---------- Data for this task

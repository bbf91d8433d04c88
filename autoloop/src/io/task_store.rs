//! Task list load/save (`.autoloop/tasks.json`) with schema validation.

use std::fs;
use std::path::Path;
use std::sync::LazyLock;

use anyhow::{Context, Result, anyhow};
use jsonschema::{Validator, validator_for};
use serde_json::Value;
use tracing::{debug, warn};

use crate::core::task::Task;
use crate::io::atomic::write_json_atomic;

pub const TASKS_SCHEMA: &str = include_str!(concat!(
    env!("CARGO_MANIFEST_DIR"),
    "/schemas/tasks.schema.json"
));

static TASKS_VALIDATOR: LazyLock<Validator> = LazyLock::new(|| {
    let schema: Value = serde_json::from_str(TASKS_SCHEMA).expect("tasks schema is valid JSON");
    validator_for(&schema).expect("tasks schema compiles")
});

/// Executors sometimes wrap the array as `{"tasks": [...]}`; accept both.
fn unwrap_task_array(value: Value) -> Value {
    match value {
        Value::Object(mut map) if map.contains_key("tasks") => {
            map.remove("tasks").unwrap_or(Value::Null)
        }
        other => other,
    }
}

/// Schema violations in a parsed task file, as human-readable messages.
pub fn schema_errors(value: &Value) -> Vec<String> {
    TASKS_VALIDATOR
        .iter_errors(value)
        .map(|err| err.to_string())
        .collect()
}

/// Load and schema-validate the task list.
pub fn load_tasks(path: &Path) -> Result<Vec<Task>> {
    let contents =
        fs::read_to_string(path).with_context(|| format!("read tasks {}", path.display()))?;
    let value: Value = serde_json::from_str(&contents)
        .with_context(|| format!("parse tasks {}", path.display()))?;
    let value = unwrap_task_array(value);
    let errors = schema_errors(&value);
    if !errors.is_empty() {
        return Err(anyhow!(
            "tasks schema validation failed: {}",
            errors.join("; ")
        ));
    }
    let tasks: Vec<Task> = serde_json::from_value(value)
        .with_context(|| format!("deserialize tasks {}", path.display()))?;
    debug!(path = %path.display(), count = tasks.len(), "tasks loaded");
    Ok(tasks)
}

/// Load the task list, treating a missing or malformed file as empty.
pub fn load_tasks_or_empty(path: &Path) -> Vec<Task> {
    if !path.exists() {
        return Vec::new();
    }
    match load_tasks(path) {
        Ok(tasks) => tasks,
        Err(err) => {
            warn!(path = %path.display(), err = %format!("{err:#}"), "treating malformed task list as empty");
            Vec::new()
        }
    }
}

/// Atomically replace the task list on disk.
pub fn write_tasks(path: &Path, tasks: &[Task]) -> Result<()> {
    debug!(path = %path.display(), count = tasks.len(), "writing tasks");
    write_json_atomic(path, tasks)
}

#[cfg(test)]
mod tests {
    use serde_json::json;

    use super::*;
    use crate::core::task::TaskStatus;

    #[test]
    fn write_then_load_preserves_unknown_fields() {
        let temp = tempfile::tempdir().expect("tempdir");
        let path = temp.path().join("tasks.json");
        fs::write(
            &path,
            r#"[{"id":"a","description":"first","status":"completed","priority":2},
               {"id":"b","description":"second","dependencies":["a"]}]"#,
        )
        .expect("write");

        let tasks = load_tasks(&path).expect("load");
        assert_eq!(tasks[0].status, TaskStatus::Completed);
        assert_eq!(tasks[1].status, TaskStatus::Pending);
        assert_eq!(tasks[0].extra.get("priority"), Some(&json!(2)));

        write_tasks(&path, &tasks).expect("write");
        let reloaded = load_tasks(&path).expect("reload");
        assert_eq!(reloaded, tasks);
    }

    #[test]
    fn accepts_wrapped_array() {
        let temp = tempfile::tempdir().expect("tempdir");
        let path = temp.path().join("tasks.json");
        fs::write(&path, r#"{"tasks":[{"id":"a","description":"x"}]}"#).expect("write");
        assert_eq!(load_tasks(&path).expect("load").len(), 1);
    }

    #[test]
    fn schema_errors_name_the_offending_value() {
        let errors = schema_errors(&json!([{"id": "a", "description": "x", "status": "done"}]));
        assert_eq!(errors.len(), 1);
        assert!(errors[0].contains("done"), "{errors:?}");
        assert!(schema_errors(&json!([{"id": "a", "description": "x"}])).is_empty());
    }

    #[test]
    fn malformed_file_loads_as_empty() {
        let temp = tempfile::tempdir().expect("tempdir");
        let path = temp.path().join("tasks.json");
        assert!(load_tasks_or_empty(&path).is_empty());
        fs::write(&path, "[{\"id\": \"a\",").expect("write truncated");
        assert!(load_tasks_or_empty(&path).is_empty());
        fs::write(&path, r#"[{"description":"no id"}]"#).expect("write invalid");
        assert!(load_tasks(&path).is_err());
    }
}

--------------------

# What is being asked:
In the entries above, find every line holding the word "anyhow" and copy it out.

# Written reply:
use anyhow::{Context, Result, anyhow};
        return Err(anyhow!(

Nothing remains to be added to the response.